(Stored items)
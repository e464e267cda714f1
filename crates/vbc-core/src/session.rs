//! Submission controller
//!
//! A [`Session`] owns everything one user sees: the URL being typed, the
//! submission state, the last error or result and the capped history. A
//! check runs in two halves so UI code can release its borrow across the
//! network call: [`Session::begin_submit`] validates and enters
//! `Submitting`, [`Session::complete`] applies the outcome and always leaves
//! `Submitting`. [`Session::submit`] chains both over a [`CheckApi`].

use chrono::{DateTime, Utc};
use tracing::{debug, error, info, warn};

use crate::history::History;
use crate::model::{CheckRequest, CheckResult};
use crate::validation::validate_url;
use crate::{CheckApi, SubmitError, SubmitResult, REQUEST_FAILED_MESSAGE};

#[derive(Debug, Clone, Copy, Default, PartialEq, Eq)]
pub enum SubmissionState {
    #[default]
    Idle,
    Submitting,
    Success,
    Failure,
}

#[derive(Debug, Clone, Default)]
pub struct Session {
    input: String,
    state: SubmissionState,
    error: Option<String>,
    result: Option<CheckResult>,
    history: History,
    in_flight: Option<String>,
}

impl Session {
    pub fn new() -> Self {
        Self::default()
    }

    pub fn input(&self) -> &str {
        &self.input
    }

    pub fn set_input(&mut self, input: impl Into<String>) {
        self.input = input.into();
    }

    pub fn state(&self) -> SubmissionState {
        self.state
    }

    pub fn is_submitting(&self) -> bool {
        self.state == SubmissionState::Submitting
    }

    /// Validation or request message to show under the form
    pub fn error(&self) -> Option<&str> {
        self.error.as_deref()
    }

    pub fn result(&self) -> Option<&CheckResult> {
        self.result.as_ref()
    }

    pub fn history(&self) -> &History {
        &self.history
    }

    /// Validate the current input and enter `Submitting`.
    ///
    /// Clears the previous error and result. On a validation failure the
    /// message is stored and no request should be sent.
    pub fn begin_submit(&mut self) -> SubmitResult<CheckRequest> {
        if self.is_submitting() {
            debug!("Submit ignored, a check is already in flight");
            return Err(SubmitError::Busy);
        }

        self.error = None;
        self.result = None;

        let url = match validate_url(&self.input) {
            Ok(url) => url.to_string(),
            Err(e) => {
                self.state = SubmissionState::Idle;
                self.error = Some(e.to_string());
                return Err(e.into());
            }
        };

        info!("Checking URL: {}", url);
        self.state = SubmissionState::Submitting;
        self.in_flight = Some(url.clone());
        Ok(CheckRequest::url(url))
    }

    /// Apply the outcome of the request started by [`Session::begin_submit`].
    ///
    /// Any failure collapses into one generic message; the cause is only
    /// logged. Calling this without a check in flight changes nothing and
    /// returns `Ok`.
    pub fn complete<E>(
        &mut self,
        outcome: Result<CheckResult, E>,
        now: DateTime<Utc>,
    ) -> SubmitResult<()>
    where
        E: std::error::Error,
    {
        let Some(raw_input) = self.in_flight.take() else {
            warn!("Check outcome received with no check in flight");
            return Ok(());
        };

        match outcome {
            Ok(result) => {
                let result = result.with_submission(&raw_input, now);
                info!(
                    "Check completed: {} (verdict {})",
                    raw_input,
                    result.verdict_token()
                );
                self.history.push(result.clone());
                self.result = Some(result);
                self.state = SubmissionState::Success;
                Ok(())
            }
            Err(e) => {
                error!("Check failed for {}: {}", raw_input, e);
                self.error = Some(REQUEST_FAILED_MESSAGE.to_string());
                self.state = SubmissionState::Failure;
                Err(SubmitError::Request)
            }
        }
    }

    /// Run one full check against `api`
    pub async fn submit<A>(&mut self, api: &A) -> SubmitResult<()>
    where
        A: CheckApi + ?Sized,
    {
        let request = self.begin_submit()?;
        let outcome = api.check(&request).await;
        self.complete(outcome, Utc::now())
    }
}

#[cfg(test)]
mod tests {
    use super::*;
    use crate::ValidationError;
    use async_trait::async_trait;
    use std::cell::RefCell;

    #[derive(Debug, thiserror::Error)]
    #[error("backend returned {0}")]
    struct FakeError(u16);

    struct FakeApi {
        response: Result<CheckResult, u16>,
        requests: RefCell<Vec<CheckRequest>>,
    }

    impl FakeApi {
        fn ok(result: CheckResult) -> Self {
            Self {
                response: Ok(result),
                requests: RefCell::new(Vec::new()),
            }
        }

        fn failing(status: u16) -> Self {
            Self {
                response: Err(status),
                requests: RefCell::new(Vec::new()),
            }
        }

        fn calls(&self) -> usize {
            self.requests.borrow().len()
        }
    }

    #[async_trait(?Send)]
    impl CheckApi for FakeApi {
        type Error = FakeError;

        async fn check(&self, request: &CheckRequest) -> Result<CheckResult, FakeError> {
            self.requests.borrow_mut().push(request.clone());
            self.response.clone().map_err(FakeError)
        }
    }

    fn suspect() -> CheckResult {
        CheckResult {
            verdict: Some("SUSPECT".into()),
            score: Some(0.7),
            rule_hits: vec!["domain_similarity".into()],
            ..Default::default()
        }
    }

    #[tokio::test]
    async fn test_empty_input_sends_nothing() {
        let api = FakeApi::ok(suspect());
        let mut session = Session::new();
        session.set_input("   ");

        let outcome = session.submit(&api).await;

        assert_eq!(outcome, Err(SubmitError::Invalid(ValidationError::Empty)));
        assert_eq!(session.error(), Some("Por favor, insira uma URL para análise."));
        assert_eq!(session.state(), SubmissionState::Idle);
        assert_eq!(api.calls(), 0);
    }

    #[tokio::test]
    async fn test_wrong_scheme_sends_nothing() {
        let api = FakeApi::ok(suspect());
        let mut session = Session::new();
        session.set_input("ftp://x.com");

        let outcome = session.submit(&api).await;

        assert_eq!(outcome, Err(SubmitError::Invalid(ValidationError::MissingScheme)));
        assert_eq!(api.calls(), 0);
        assert!(!session.is_submitting());
    }

    #[tokio::test]
    async fn test_success_enriches_and_records() {
        let api = FakeApi::ok(suspect());
        let mut session = Session::new();
        session.set_input("  https://banco-exemplo.com/valores-a-receber  ");

        session.submit(&api).await.unwrap();

        assert_eq!(session.state(), SubmissionState::Success);
        assert!(session.error().is_none());
        let result = session.result().unwrap();
        assert_eq!(
            result.raw_input.as_deref(),
            Some("https://banco-exemplo.com/valores-a-receber")
        );
        assert!(result.submitted_at.is_some());
        assert_eq!(session.history().len(), 1);

        let sent = &api.requests.borrow()[0];
        assert_eq!(sent.raw_input, "https://banco-exemplo.com/valores-a-receber");
    }

    #[tokio::test]
    async fn test_failure_uses_generic_message() {
        let api = FakeApi::failing(500);
        let mut session = Session::new();
        session.set_input("https://x.com");

        let outcome = session.submit(&api).await;

        assert_eq!(outcome, Err(SubmitError::Request));
        assert_eq!(session.state(), SubmissionState::Failure);
        assert_eq!(session.error(), Some(REQUEST_FAILED_MESSAGE));
        assert!(session.result().is_none());
        assert!(session.history().is_empty());
        assert!(!session.is_submitting());
    }

    #[tokio::test]
    async fn test_new_submit_clears_previous_result() {
        let api = FakeApi::ok(suspect());
        let mut session = Session::new();
        session.set_input("https://x.com");
        session.submit(&api).await.unwrap();

        session.set_input("");
        let _ = session.submit(&api).await;

        assert!(session.result().is_none());
        assert_eq!(session.history().len(), 1);
    }

    #[tokio::test]
    async fn test_history_is_capped() {
        let api = FakeApi::ok(suspect());
        let mut session = Session::new();

        for n in 0..10 {
            session.set_input(format!("https://site{}.com", n));
            session.submit(&api).await.unwrap();
        }

        let inputs: Vec<_> = session
            .history()
            .iter()
            .filter_map(|r| r.raw_input.clone())
            .collect();
        assert_eq!(inputs.len(), 8);
        assert_eq!(inputs.first().map(String::as_str), Some("https://site9.com"));
        assert_eq!(inputs.last().map(String::as_str), Some("https://site2.com"));
    }

    #[test]
    fn test_busy_while_in_flight() {
        let mut session = Session::new();
        session.set_input("https://x.com");

        let request = session.begin_submit().unwrap();
        assert_eq!(request.raw_input, "https://x.com");
        assert!(session.is_submitting());
        assert_eq!(session.begin_submit(), Err(SubmitError::Busy));

        session
            .complete(Err::<CheckResult, _>(FakeError(502)), Utc::now())
            .unwrap_err();
        assert!(!session.is_submitting());
    }

    #[test]
    fn test_stray_completion_is_ignored() {
        let mut session = Session::new();
        let outcome = session.complete(Ok::<_, FakeError>(suspect()), Utc::now());
        assert_eq!(outcome, Ok(()));
        assert!(session.history().is_empty());
        assert!(session.result().is_none());
        assert_eq!(session.state(), SubmissionState::Idle);

        let outcome = session.complete(Err::<CheckResult, _>(FakeError(500)), Utc::now());
        assert_eq!(outcome, Ok(()));
        assert!(session.error().is_none());
        assert_eq!(session.state(), SubmissionState::Idle);
    }

    #[test]
    fn test_second_completion_after_success_is_ignored() {
        let mut session = Session::new();
        session.set_input("https://x.com");
        session.begin_submit().unwrap();
        session
            .complete(Ok::<_, FakeError>(suspect()), Utc::now())
            .unwrap();

        session
            .complete(Err::<CheckResult, _>(FakeError(500)), Utc::now())
            .unwrap();
        assert_eq!(session.state(), SubmissionState::Success);
        assert!(session.error().is_none());
        assert_eq!(session.history().len(), 1);
    }
}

* Task brief
The range runs from the line above containing "capped history. A" to the line containing "validates and enters", inclusive. Restate those lines word for word and no others.

* Task output
//! submission state, the last error or result and the capped history. A
//! check runs in two halves so UI code can release its borrow across the
//! network call: [`Session::begin_submit`] validates and enters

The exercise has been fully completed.